PROBLEM TO WORK ON - Every record shown here must be duplicated without change.
EXTRACTED INFORMATION section start
/// Discovers modules under a root directory.
#[derive(Debug)]
pub struct ModuleDiscovery<'a> {
    root: &'a Path,
    disabled: &'a [FolderKind],
    selected: &'a [String],
    build_dir: Option<PathBuf>,
}

/// A module directory found by the walk, not loaded yet.
struct Candidate {
    module: Module,
    children: Vec<String>,
}

impl<'a> ModuleDiscovery<'a> {
    /// Creates a discovery over `root`, skipping `disabled` folder kinds.
    #[must_use]
    pub const fn new(root: &'a Path, disabled: &'a [FolderKind]) -> Self {
        Self {
            root,
            disabled,
            selected: &[],
            build_dir: None,
        }
    }

    /// Keeps only the modules named by `selected`. An empty selection keeps all.
    #[must_use]
    pub fn with_selection(mut self, selected: &'a [String]) -> Self {
        self.selected = selected;
        self
    }

    /// Skips `build_dir` during the walk, wherever it sits below the root.
    #[must_use]
    pub fn with_build_dir(mut self, build_dir: &Path) -> Self {
        self.build_dir = Some(resolve_path(build_dir));
        self
    }

    /// Walks the root and returns the selected modules in stable discovery
    /// order.
    ///
    /// Folder diagnostics are raised only for modules that are kept.
    ///
    /// # Errors
    ///
    /// Returns an error if the root does not exist or cannot be listed.
    pub fn discover(&self, issues: &IssueCollector) -> Result<Vec<Module>> {
        if !self.root.is_dir() {
            issues.push(
                BuildIssue::error(
                    IssueCode::MOD_001,
                    format!("Module root {} does not exist", self.root.display()),
                )
                .at(self.root),
            );
            return Err(ModkitError::Build(BuildError::ModuleRootNotFound {
                path: self.root.to_path_buf(),
            }));
        }

        let candidates = self.walk(issues)?;
        let modules = self
            .select(candidates, issues)
            .into_iter()
            .map(|candidate| self.load_module(candidate, issues))
            .collect();
        Ok(modules)
    }

    /// Finds module directories, dropping later duplicates of a name.
    fn walk(&self, issues: &IssueCollector) -> Result<Vec<Candidate>> {
        let resolved_root = resolve_path(self.root);
        let mut candidates = Vec::new();
        let mut names = BTreeSet::new();
        let mut walker = WalkDir::new(self.root)
            .min_depth(1)
            .sort_by_file_name()
            .into_iter();

        while let Some(entry) = walker.next() {
            let entry = match entry {
                Ok(entry) => entry,
                Err(e) => {
                    warn!("Skipping unreadable entry: {e}");
                    continue;
                }
            };
            if !entry.file_type().is_dir() {
                continue;
            }
            let dir_name = entry.file_name().to_string_lossy();
            if dir_name.starts_with('.') || dir_name == BUILD_DIR_NAME {
                walker.skip_current_dir();
                continue;
            }

            let dir = entry.path();
            if let Some(build_dir) = &self.build_dir {
                let rel = dir.strip_prefix(self.root).unwrap_or(dir);
                if resolved_root.join(rel) == *build_dir {
                    debug!("Skipping build directory {}", dir.display());
                    walker.skip_current_dir();
                    continue;
                }
            }

            let children = child_dirs(dir)?;
            let has_resource_folder = children
                .iter()
                .any(|name| name.parse::<FolderKind>().is_ok());

            if has_resource_folder {
                walker.skip_current_dir();
                let module = Module {
                    name: dir
                        .file_name()
                        .map(|n| n.to_string_lossy().into_owned())
                        .unwrap_or_default(),
                    path: dir.to_path_buf(),
                    relative_path: self.relative(dir),
                    resource_folders: BTreeMap::new(),
                };
                if names.insert(module.name.clone()) {
                    debug!("Discovered module {} at {}", module.name, module.relative_path);
                    candidates.push(Candidate { module, children });
                } else {
                    issues.push(
                        BuildIssue::error(
                            IssueCode::MOD_005,
                            format!(
                                "Module name '{}' is already used; {} is ignored",
                                module.name, module.relative_path
                            ),
                        )
                        .at(dir)
                        .with_suggestion("Rename one of the module directories"),
                    );
                }
            } else if self.is_candidate(dir, &children) {
                walker.skip_current_dir();
                issues.push(
                    BuildIssue::error(
                        IssueCode::MOD_002,
                        format!(
                            "Module {} has no resource folders",
                            self.relative(dir)
                        ),
                    )
                    .at(dir)
                    .with_suggestion(format!(
                        "Add one of: {}",
                        FolderKind::ALL.map(FolderKind::folder_name).join(", ")
                    )),
                );
            }
        }

        Ok(candidates)
    }

    /// Applies the selection. Entries that match no module are reported as
    /// warnings.
    fn select(&self, candidates: Vec<Candidate>, issues: &IssueCollector) -> Vec<Candidate> {
        if self.selected.is_empty() {
            return candidates;
        }
        for entry in self.selected {
            if !candidates.iter().any(|c| c.module.matches_selection(entry)) {
                issues.push(
                    BuildIssue::warning(
                        IssueCode::MOD_006,
                        format!("Selection '{entry}' matches no module"),
                    )
                    .with_suggestion("Check the `selected` list in the environment config"),
                );
            }
        }
        candidates
            .into_iter()
            .filter(|c| {
                self.selected
                    .iter()
                    .any(|entry| c.module.matches_selection(entry))
            })
            .collect()
    }

    fn load_module(&self, candidate: Candidate, issues: &IssueCollector) -> Module {
        let Candidate {
            mut module,
            children,
        } = candidate;
        for child in &children {
            let folder_path = module.path.join(child);
            match child.parse::<FolderKind>() {
                Ok(kind) if self.disabled.contains(&kind) => {
                    issues.push(
                        BuildIssue::warning(
                            IssueCode::MOD_004,
                            format!("Resource folder '{kind}' is disabled and was not loaded"),
                        )
                        .at(&folder_path),
                    );
                }
                Ok(kind) => {
                    module
                        .resource_folders
                        .insert(kind, declaration_files(&folder_path));
                }
                Err(_) if child.starts_with('.') => {}
                Err(_) => {
                    issues.push(
                        BuildIssue::warning(
                            IssueCode::MOD_003,
                            format!("Unrecognized folder '{child}' in module"),
                        )
                        .at(&folder_path),
                    );
                }
            }
        }
        module
    }

    fn is_candidate(&self, dir: &Path, children: &[String]) -> bool {
        let has_marker = MODULE_MARKERS.iter().any(|m| dir.join(m).is_file());
        let under_modules_dir = dir
            .parent()
            .and_then(Path::file_name)
            .is_some_and(|n| n == MODULES_DIR_NAME);
        has_marker || (under_modules_dir && children.is_empty())
    }

    fn relative(&self, dir: &Path) -> String {
        let rel = dir.strip_prefix(self.root).unwrap_or(dir);
        rel.components()
            .map(|c| c.as_os_str().to_string_lossy())
            .collect::<Vec<_>>()
            .join("/")
    }
}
EXTRACTED INFORMATION section end
FINAL ANSWER -
/// Discovers modules under a root directory.
#[derive(Debug)]
pub struct ModuleDiscovery<'a> {
    root: &'a Path,
    disabled: &'a [FolderKind],
    selected: &'a [String],
    build_dir: Option<PathBuf>,
}

/// A module directory found by the walk, not loaded yet.
struct Candidate {
    module: Module,
    children: Vec<String>,
}

impl<'a> ModuleDiscovery<'a> {
    /// Creates a discovery over `root`, skipping `disabled` folder kinds.
    #[must_use]
    pub const fn new(root: &'a Path, disabled: &'a [FolderKind]) -> Self {
        Self {
            root,
            disabled,
            selected: &[],
            build_dir: None,
        }
    }

    /// Keeps only the modules named by `selected`. An empty selection keeps all.
    #[must_use]
    pub fn with_selection(mut self, selected: &'a [String]) -> Self {
        self.selected = selected;
        self
    }

    /// Skips `build_dir` during the walk, wherever it sits below the root.
    #[must_use]
    pub fn with_build_dir(mut self, build_dir: &Path) -> Self {
        self.build_dir = Some(resolve_path(build_dir));
        self
    }

    /// Walks the root and returns the selected modules in stable discovery
    /// order.
    ///
    /// Folder diagnostics are raised only for modules that are kept.
    ///
    /// # Errors
    ///
    /// Returns an error if the root does not exist or cannot be listed.
    pub fn discover(&self, issues: &IssueCollector) -> Result<Vec<Module>> {
        if !self.root.is_dir() {
            issues.push(
                BuildIssue::error(
                    IssueCode::MOD_001,
                    format!("Module root {} does not exist", self.root.display()),
                )
                .at(self.root),
            );
            return Err(ModkitError::Build(BuildError::ModuleRootNotFound {
                path: self.root.to_path_buf(),
            }));
        }

        let candidates = self.walk(issues)?;
        let modules = self
            .select(candidates, issues)
            .into_iter()
            .map(|candidate| self.load_module(candidate, issues))
            .collect();
        Ok(modules)
    }

    /// Finds module directories, dropping later duplicates of a name.
    fn walk(&self, issues: &IssueCollector) -> Result<Vec<Candidate>> {
        let resolved_root = resolve_path(self.root);
        let mut candidates = Vec::new();
        let mut names = BTreeSet::new();
        let mut walker = WalkDir::new(self.root)
            .min_depth(1)
            .sort_by_file_name()
            .into_iter();

        while let Some(entry) = walker.next() {
            let entry = match entry {
                Ok(entry) => entry,
                Err(e) => {
                    warn!("Skipping unreadable entry: {e}");
                    continue;
                }
            };
            if !entry.file_type().is_dir() {
                continue;
            }
            let dir_name = entry.file_name().to_string_lossy();
            if dir_name.starts_with('.') || dir_name == BUILD_DIR_NAME {
                walker.skip_current_dir();
                continue;
            }

            let dir = entry.path();
            if let Some(build_dir) = &self.build_dir {
                let rel = dir.strip_prefix(self.root).unwrap_or(dir);
                if resolved_root.join(rel) == *build_dir {
                    debug!("Skipping build directory {}", dir.display());
                    walker.skip_current_dir();
                    continue;
                }
            }

            let children = child_dirs(dir)?;
            let has_resource_folder = children
                .iter()
                .any(|name| name.parse::<FolderKind>().is_ok());

            if has_resource_folder {
                walker.skip_current_dir();
                let module = Module {
                    name: dir
                        .file_name()
                        .map(|n| n.to_string_lossy().into_owned())
                        .unwrap_or_default(),
                    path: dir.to_path_buf(),
                    relative_path: self.relative(dir),
                    resource_folders: BTreeMap::new(),
                };
                if names.insert(module.name.clone()) {
                    debug!("Discovered module {} at {}", module.name, module.relative_path);
                    candidates.push(Candidate { module, children });
                } else {
                    issues.push(
                        BuildIssue::error(
                            IssueCode::MOD_005,
                            format!(
                                "Module name '{}' is already used; {} is ignored",
                                module.name, module.relative_path
                            ),
                        )
                        .at(dir)
                        .with_suggestion("Rename one of the module directories"),
                    );
                }
            } else if self.is_candidate(dir, &children) {
                walker.skip_current_dir();
                issues.push(
                    BuildIssue::error(
                        IssueCode::MOD_002,
                        format!(
                            "Module {} has no resource folders",
                            self.relative(dir)
                        ),
                    )
                    .at(dir)
                    .with_suggestion(format!(
                        "Add one of: {}",
                        FolderKind::ALL.map(FolderKind::folder_name).join(", ")
                    )),
                );
            }
        }

        Ok(candidates)
    }

    /// Applies the selection. Entries that match no module are reported as
    /// warnings.
    fn select(&self, candidates: Vec<Candidate>, issues: &IssueCollector) -> Vec<Candidate> {
        if self.selected.is_empty() {
            return candidates;
        }
        for entry in self.selected {
            if !candidates.iter().any(|c| c.module.matches_selection(entry)) {
                issues.push(
                    BuildIssue::warning(
                        IssueCode::MOD_006,
                        format!("Selection '{entry}' matches no module"),
                    )
                    .with_suggestion("Check the `selected` list in the environment config"),
                );
            }
        }
        candidates
            .into_iter()
            .filter(|c| {
                self.selected
                    .iter()
                    .any(|entry| c.module.matches_selection(entry))
            })
            .collect()
    }

    fn load_module(&self, candidate: Candidate, issues: &IssueCollector) -> Module {
        let Candidate {
            mut module,
            children,
        } = candidate;
        for child in &children {
            let folder_path = module.path.join(child);
            match child.parse::<FolderKind>() {
                Ok(kind) if self.disabled.contains(&kind) => {
                    issues.push(
                        BuildIssue::warning(
                            IssueCode::MOD_004,
                            format!("Resource folder '{kind}' is disabled and was not loaded"),
                        )
                        .at(&folder_path),
                    );
                }
                Ok(kind) => {
                    module
                        .resource_folders
                        .insert(kind, declaration_files(&folder_path));
                }
                Err(_) if child.starts_with('.') => {}
                Err(_) => {
                    issues.push(
                        BuildIssue::warning(
                            IssueCode::MOD_003,
                            format!("Unrecognized folder '{child}' in module"),
                        )
                        .at(&folder_path),
                    );
                }
            }
        }
        module
    }

    fn is_candidate(&self, dir: &Path, children: &[String]) -> bool {
        let has_marker = MODULE_MARKERS.iter().any(|m| dir.join(m).is_file());
        let under_modules_dir = dir
            .parent()
            .and_then(Path::file_name)
            .is_some_and(|n| n == MODULES_DIR_NAME);
        has_marker || (under_modules_dir && children.is_empty())
    }

    fn relative(&self, dir: &Path) -> String {
        let rel = dir.strip_prefix(self.root).unwrap_or(dir);
        rel.components()
            .map(|c| c.as_os_str().to_string_lossy())
            .collect::<Vec<_>>()
            .join("/")
    }
}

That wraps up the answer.